BEGIN TASK INPUT
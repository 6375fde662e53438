use super::aggregate::{AggregateSubscriber, Aggregator};
use crate::{
  error::Error,
  flowable::Flowable,
  maybe::{Maybe, MaybeObserver},
};

/// The last value as a [`Maybe`], known once the stream completes.
#[derive(Clone)]
pub struct LastElement<S> {
  source: S,
}

impl<S> LastElement<S> {
  pub fn new(source: S) -> Self { LastElement { source } }
}

impl<S: Flowable> Maybe for LastElement<S> {
  type Item = S::Item;

  fn subscribe_actual<O: MaybeObserver<S::Item>>(self, observer: O) {
    self.source.subscribe_actual(AggregateSubscriber::new(Last(None), observer))
  }
}

struct Last<T>(Option<T>);

impl<T: Send + 'static> Aggregator<T> for Last<T> {
  type Output = T;

  fn next(&mut self, value: T) -> Result<Option<T>, Error> {
    self.0 = Some(value);
    Ok(None)
  }

  fn finish(self) -> Option<T> { self.0 }
}

#[cfg(test)]
mod tests {
  use crate::prelude::*;

  #[test]
  fn keeps_the_last_value() {
    flowable::range(1, 5).last_element().test().assert_value(5);
    flowable::empty::<i32>().last_element().test().assert_complete();
  }

  #[test]
  fn an_error_discards_what_was_seen() {
    flowable::just(1)
      .concat_with(flowable::error(Error::msg("x")))
      .last_element()
      .test()
      .assert_error(&Error::msg("x"));
  }

  #[test]
  fn blocking_last_waits_for_completion() {
    assert_eq!(flowable::range(1, 3).blocking_last(), Ok(Some(3)));
    assert_eq!(flowable::empty::<i32>().blocking_first(), Ok(None));
  }
}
END TASK INPUT
WHAT TO PRODUCE
The expected response consists solely of the lines from the one with "fn next(&mut self, value: T)" through the end of the records, repeated exactly.

FINISHED TASK
  fn next(&mut self, value: T) -> Result<Option<T>, Error> {
    self.0 = Some(value);
    Ok(None)
  }

  fn finish(self) -> Option<T> { self.0 }
}

#[cfg(test)]
mod tests {
  use crate::prelude::*;

  #[test]
  fn keeps_the_last_value() {
    flowable::range(1, 5).last_element().test().assert_value(5);
    flowable::empty::<i32>().last_element().test().assert_complete();
  }

  #[test]
  fn an_error_discards_what_was_seen() {
    flowable::just(1)
      .concat_with(flowable::error(Error::msg("x")))
      .last_element()
      .test()
      .assert_error(&Error::msg("x"));
  }

  #[test]
  fn blocking_last_waits_for_completion() {
    assert_eq!(flowable::range(1, 3).blocking_last(), Ok(Some(3)));
    assert_eq!(flowable::empty::<i32>().blocking_first(), Ok(None));
  }
}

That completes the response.